I am posting a link to Ellen Barry’s article below–free without paywall, along with my response to it.
i know well how hard it is for estranged parents to speak publicly of their experience. Speaking only for myself, I can no longer remain silent.
A terrible tragedy is unfolding in families across America.
There are circumstances in which all an adult child can do to save herself is to sever contact from dangerous parents. Abusive parents. Parents who truly abandoned their responsibilities and brought harm to their children.
Then there are the others, who made mistakes, but never out of a deficiency of love or care. Now comes a world of therapy ready to endorse the idea that the only answer to pain or sorrow or discomfort in a relationship is to sever contact–employing the predictable vocabulary of “toxic narcissist”, “need for boundaries” “trauma” –a word whose definition has become looser and looser with every passing year.

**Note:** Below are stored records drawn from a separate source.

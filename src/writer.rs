//! The queued writer: a bounded buffer queue drained by a background task.

use std::sync::Arc;
use std::sync::atomic::{AtomicBool, Ordering};

use bytes::Bytes;
use once_cell::sync::OnceCell;
use parking_lot::Mutex;
use tokio::sync::mpsc;
use tokio_util::sync::CancellationToken;
use tokio_util::task::TaskTracker;
use tracing::{debug, warn};

use crate::error::WriteError;
use crate::sink::Sink;

/// Default capacity of the pending-buffer queue.
pub const DEFAULT_QUEUE_CAPACITY: usize = 100;

/// State published by the worker and read by producers.
struct Shared {
    /// First error wins; once set it stays for the writer's lifetime.
    error: OnceCell<WriteError>,
    done: AtomicBool,
}

impl Shared {
    fn latch(&self, err: WriteError) {
        let _ = self.error.set(err);
    }
}

/// An order-preserving writer that queues buffers for a background task to
/// deliver to a [`Sink`].
///
/// Producers hand buffers to [`write`](Self::write) without waiting on the
/// sink's I/O latency; a single worker task drains the queue in arrival
/// order. The queue is bounded, so a full queue suspends writers until the
/// worker catches up. Sink failures and cancellation are latched and
/// reported to every subsequent call.
///
/// Once the worker has exited (closure, sink failure, or cancellation) the
/// writer is terminal: discard it and build a new one.
pub struct QueuedWriter {
    cancel: CancellationToken,
    /// Fired by `close` so writers suspended on a full queue return promptly.
    closed: CancellationToken,
    tx: Mutex<Option<mpsc::Sender<Bytes>>>,
    shared: Arc<Shared>,
}

/// Configures and spawns a [`QueuedWriter`].
pub struct Builder<S> {
    sink: S,
    cancel: Option<CancellationToken>,
    capacity: usize,
    tracker: Option<TaskTracker>,
}

impl<S: Sink + 'static> Builder<S> {
    /// Sets the cancellation token observed by writes and the worker.
    ///
    /// Without one, the writer uses a fresh token that never fires.
    pub fn cancel(mut self, token: CancellationToken) -> Self {
        self.cancel = Some(token);
        self
    }

    /// Sets the queue capacity. Defaults to [`DEFAULT_QUEUE_CAPACITY`].
    pub fn capacity(mut self, capacity: usize) -> Self {
        assert!(capacity > 0, "capacity must be greater than 0");
        self.capacity = capacity;
        self
    }

    /// Runs the worker on the given tracker, so the owner can await full
    /// drain with [`TaskTracker::wait`] instead of polling
    /// [`done`](QueuedWriter::done).
    pub fn tracker(mut self, tracker: &TaskTracker) -> Self {
        self.tracker = Some(tracker.clone());
        self
    }

    /// Allocates the queue and starts the worker task.
    ///
    /// Must be called from within a Tokio runtime.
    pub fn spawn(self) -> QueuedWriter {
        let cancel = self.cancel.unwrap_or_else(CancellationToken::new);
        let (tx, rx) = mpsc::channel(self.capacity);
        let shared = Arc::new(Shared {
            error: OnceCell::new(),
            done: AtomicBool::new(false),
        });

        let worker = run(self.sink, rx, cancel.clone(), shared.clone());
        match &self.tracker {
            Some(tracker) => {
                tracker.spawn(worker);
            }
            None => {
                tokio::spawn(worker);
            }
        }

        QueuedWriter {
            cancel,
            closed: CancellationToken::new(),
            tx: Mutex::new(Some(tx)),
            shared,
        }
    }
}

impl QueuedWriter {
    /// Returns a builder for a writer draining to `sink`.
    pub fn builder<S: Sink + 'static>(sink: S) -> Builder<S> {
        Builder {
            sink,
            cancel: None,
            capacity: DEFAULT_QUEUE_CAPACITY,
            tracker: None,
        }
    }

    /// Queues a buffer for delivery.
    ///
    /// Returns the full buffer length once the queue accepts it; acceptance
    /// is all-or-nothing and the sink is never touched synchronously. When
    /// the queue is full this suspends until the worker frees space, the
    /// writer is closed, or the cancellation token fires.
    ///
    /// Fails fast with [`WriteError::Cancelled`] once the token has fired,
    /// or with the latched error once one is set, without touching the
    /// queue.
    pub async fn write(&self, buf: Bytes) -> Result<usize, WriteError> {
        if self.cancel.is_cancelled() {
            return Err(WriteError::Cancelled);
        }
        if let Some(err) = self.shared.error.get() {
            return Err(err.clone());
        }

        // Clone the sender out of the lock; holding it across the await
        // would block `close` for the duration of a full-queue wait.
        let tx = {
            let guard = self.tx.lock();
            match guard.as_ref() {
                Some(tx) => tx.clone(),
                None => return Err(WriteError::Closed),
            }
        };

        let len = buf.len();
        tokio::select! {
            biased;
            _ = self.cancel.cancelled() => Err(WriteError::Cancelled),
            _ = self.closed.cancelled() => Err(WriteError::Closed),
            res = tx.send(buf) => match res {
                Ok(()) => Ok(len),
                // The worker dropped the receiver; it latched the cause
                // before exiting.
                Err(_) => Err(self
                    .shared
                    .error
                    .get()
                    .cloned()
                    .unwrap_or(WriteError::Closed)),
            },
        }
    }

    /// Closes the writer for further writes.
    ///
    /// Latches the [`WriteError::Closed`] sentinel and closes the producer
    /// side of the queue. Buffers already accepted keep draining in the
    /// background; this does not wait for them. Idempotent.
    pub fn close(&self) {
        self.shared.latch(WriteError::Closed);
        self.closed.cancel();
        self.tx.lock().take();
    }

    /// Returns the writer's current error, if any.
    ///
    /// Cancellation takes priority over any latched error. Never blocks.
    pub fn error(&self) -> Option<WriteError> {
        if self.cancel.is_cancelled() {
            return Some(WriteError::Cancelled);
        }
        self.shared.error.get().cloned()
    }

    /// Returns whether the worker has exited.
    ///
    /// This is an observation flag, not a synchronization primitive; to
    /// block until full drain, spawn the writer on a
    /// [`TaskTracker`](Builder::tracker) and wait on that.
    pub fn done(&self) -> bool {
        self.shared.done.load(Ordering::Acquire)
    }
}

/// Drains the queue into the sink until closure, sink failure, or
/// cancellation. Buffers still queued at an error exit are discarded.
async fn run<S: Sink>(
    mut sink: S,
    mut rx: mpsc::Receiver<Bytes>,
    cancel: CancellationToken,
    shared: Arc<Shared>,
) {
    debug!("queued writer worker started");
    loop {
        // Biased so cancellation is observed before each delivery, even
        // with buffers ready in the queue.
        let buf = tokio::select! {
            biased;
            _ = cancel.cancelled() => {
                warn!("queued writer cancelled, discarding queued buffers");
                shared.latch(WriteError::Cancelled);
                break;
            }
            buf = rx.recv() => match buf {
                Some(buf) => buf,
                // Queue closed and empty: a clean drain, nothing to latch.
                None => break,
            },
        };

        if let Err(e) = sink.write(buf).await {
            warn!("sink write failed, discarding queued buffers: {}", e);
            shared.latch(WriteError::from(e));
            break;
        }
    }
    shared.done.store(true, Ordering::Release);
    debug!("queued writer worker exited");
}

The no-contact therapist quoted in Ellen Barry’s piece recommends that estranging adult children construct a mock funeral for their parent–with “an unsparing ‘goodbye letter attached to the parent’s photo, propped on an empty chair.”If more is needed to liberate one’s self from the clutches of parents, he “recommends using a foam baseball bat to hit or smash things, like eggs or plates.”
As for the estranged parents. They are unlikely to take out their baseball bats. We who have lost a child to estrangement will mourn that relationship forever. Often in silence.
You can read the Times story in its entirety in a link, below.
https://www.nytimes.com/…/therapy-family-estrangement…
Estrangement is not simply a tragedy for the parents who suffer the loss of a beloved child, and the inability to know or be known by their grandchildren. It is a tragedy that will reverberate through the generations.